A family proved holidays can last forever after deciding to turn their staycation destination into their new home.
Melissa Kaplan, her husband and two daughters had been living in a flat in the Haymarket area of Edinburgh, but struggled with the lack of space during lockdown.
They fell in love with Pittenweem in Fife while on holiday in the East Neuk village – a 60-mile drive away – and made the move permanently in October 2020.
“We haven’t looked back, it’s been great,” Melissa said.
“Our two girls have really blossomed here, connecting with their natural environment.
“They climb all over the rock pools and we go hiking on the coastal path, swim in the tidal pools, so we’re outdoors way more than we used to be when we lived in town.”
A recent study by the National Infrastructure Commission found that demand for rural housing has significantly increased during the pandemic.
And having left Edinburgh behind them, the Kaplan family understand why so many other city dwellers want to pack their bags.
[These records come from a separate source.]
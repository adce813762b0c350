use thiserror::Error;

/// Failures surfaced by maze generation.
///
/// Bounds errors are raised before any randomness is consumed. Internal
/// inconsistencies (compacting an obstacle position, probability mass not
/// summing to 1.0) are assertions, not error values.
#[derive(Debug, Error)]
pub enum GenerateError {
    /// Grid too small to hold the fixed agent endpoints.
    #[error("rows and columns must both be at least 4 (got {rows}x{cols})")]
    BadDimensions { rows: i32, cols: i32 },

    /// Obstacle count would leave fewer than one free non-endpoint cell.
    #[error("obstacle count must be between 0 and {max} for this grid (got {requested})")]
    TooManyObstacles { requested: i32, max: i32 },

    /// No valid maze found within the attempt budget.
    #[error("no valid maze found after {attempts} attempts")]
    Exhausted { attempts: u32 },

    #[error("failed to write model file: {0}")]
    Io(#[from] std::io::Error),
}
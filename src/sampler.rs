use rand::seq::SliceRandom;
use rand::Rng;

use crate::error::GenerateError;
use crate::grid::{Agent, Cell, Grid};
use crate::reachability::is_reachable;
use crate::state_index::StateIndexer;

/// Fixed raw positions derived from the grid dimensions.
///
/// Agent endpoints sit one cell in from each corner so differently sized
/// mazes keep the same shape; the beacon sits near the right edge of the
/// middle row with an influence range scaled to the grid.
#[derive(Clone, Copy, Debug)]
pub struct MazeLayout {
    pub rows: i32,
    pub cols: i32,
    pub a_start: i32,
    pub a_goal: i32,
    pub b_start: i32,
    pub b_goal: i32,
    pub beacon_pos: i32,
    pub beacon_range: i32,
}

impl MazeLayout {
    pub fn new(rows: i32, cols: i32) -> Self {
        MazeLayout {
            rows,
            cols,
            a_start: cols + 1,
            a_goal: (rows - 1) * cols - 2,
            b_start: 2 * cols - 2,
            b_goal: (rows - 2) * cols + 1,
            beacon_pos: ((rows + 1) / 2) * cols - 2,
            beacon_range: (rows + cols) / 2 / 2,
        }
    }

    /// The four agent endpoint positions
    pub fn endpoints(&self) -> [i32; 4] {
        [self.a_start, self.a_goal, self.b_start, self.b_goal]
    }
}

/// A finalized maze: obstacle placement validated for both agents.
#[derive(Clone, Debug)]
pub struct Maze {
    pub grid: Grid,
    pub layout: MazeLayout,
    /// Obstacle positions in ascending order
    pub obstacles: Vec<i32>,
}

impl Maze {
    /// State indexer over this maze's obstacle set
    pub fn indexer(&self) -> StateIndexer {
        StateIndexer::new(self.obstacles.clone())
    }

    /// Number of states after obstacle removal
    pub fn num_states(&self) -> i32 {
        self.layout.rows * self.layout.cols - self.obstacles.len() as i32
    }
}

/// Reject dimension/obstacle combinations before any randomness is
/// consumed. The obstacle ceiling reserves the 4 endpoints plus at least
/// one free cell.
pub fn validate_request(rows: i32, cols: i32, num_obstacles: i32) -> Result<(), GenerateError> {
    if rows < 4 || cols < 4 {
        return Err(GenerateError::BadDimensions { rows, cols });
    }
    let max = rows * cols - 5;
    if num_obstacles < 0 || num_obstacles > max {
        return Err(GenerateError::TooManyObstacles {
            requested: num_obstacles,
            max,
        });
    }
    Ok(())
}

/// Build the candidate grid for one obstacle placement.
/// The beacon is only drawn when its cell is still empty; on very small
/// grids the beacon position coincides with an agent endpoint.
fn build_grid(layout: &MazeLayout, obstacles: &[i32]) -> Grid {
    let mut grid = Grid::new(layout.rows, layout.cols);
    for &pos in obstacles {
        grid.set_cell_id(pos, Cell::Obstacle);
    }
    grid.set_cell_id(layout.a_start, Cell::Start(Agent::A));
    grid.set_cell_id(layout.a_goal, Cell::Goal(Agent::A));
    grid.set_cell_id(layout.b_start, Cell::Start(Agent::B));
    grid.set_cell_id(layout.b_goal, Cell::Goal(Agent::B));
    if grid.get_cell_id(layout.beacon_pos) == Cell::Empty {
        grid.set_cell_id(layout.beacon_pos, Cell::Beacon(layout.beacon_range));
    }
    grid
}

/// Sample obstacle placements until a grid validates for both agents.
///
/// Each attempt draws `num_obstacles` distinct positions uniformly from
/// the pool (every cell except the agent endpoints and the beacon cell),
/// rebuilds the grid and checks reachability for both start/goal pairs.
/// The first valid grid wins. Exhausting `max_attempts` is reported as an
/// explicit error, never as an empty maze.
pub fn sample_maze<R: Rng>(
    rows: i32,
    cols: i32,
    num_obstacles: i32,
    max_attempts: u32,
    rng: &mut R,
) -> Result<Maze, GenerateError> {
    validate_request(rows, cols, num_obstacles)?;
    let layout = MazeLayout::new(rows, cols);

    let mut pool: Vec<i32> = (0..rows * cols).collect();
    pool.retain(|pos| !layout.endpoints().contains(pos));
    // When the beacon coincides with an endpoint it is already gone
    pool.retain(|&pos| pos != layout.beacon_pos);

    for _ in 0..max_attempts {
        let mut obstacles: Vec<i32> = pool
            .choose_multiple(rng, num_obstacles as usize)
            .copied()
            .collect();
        obstacles.sort_unstable();

        let grid = build_grid(&layout, &obstacles);
        if is_reachable(&grid, layout.a_start, layout.a_goal)
            && is_reachable(&grid, layout.b_start, layout.b_goal)
        {
            return Ok(Maze {
                grid,
                layout,
                obstacles,
            });
        }
    }

    Err(GenerateError::Exhausted {
        attempts: max_attempts,
    })
}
“In Edinburgh, we took advantage of the golf courses when they were closed during lockdown,” Melissa said.
“We rode our bikes on there – the girls both learned how to ride their bikes – and we used church yards, and climbed around Arthur’s Seat.
“So we found open spaces to play and run around, but it doesn’t really compare to what we have now.”
‘Life will return to cities’
Property expert Akhil Patel said economic recessions had previously prompted people to search for more space and a different lifestyle.
But he expects that, over time, many of those people will revert back to city living.
“Rents in city centres didn’t go up much last year and, in some cases, they came down and haven’t really started appreciating, partly because the demand is elsewhere,” he said.
“I don’t expect that to continue indefinitely because, of course, there’s the opportunity.
“Not everyone wants to live outside, they want to be where the action is and, as things open up, life will return to the centres of cities.”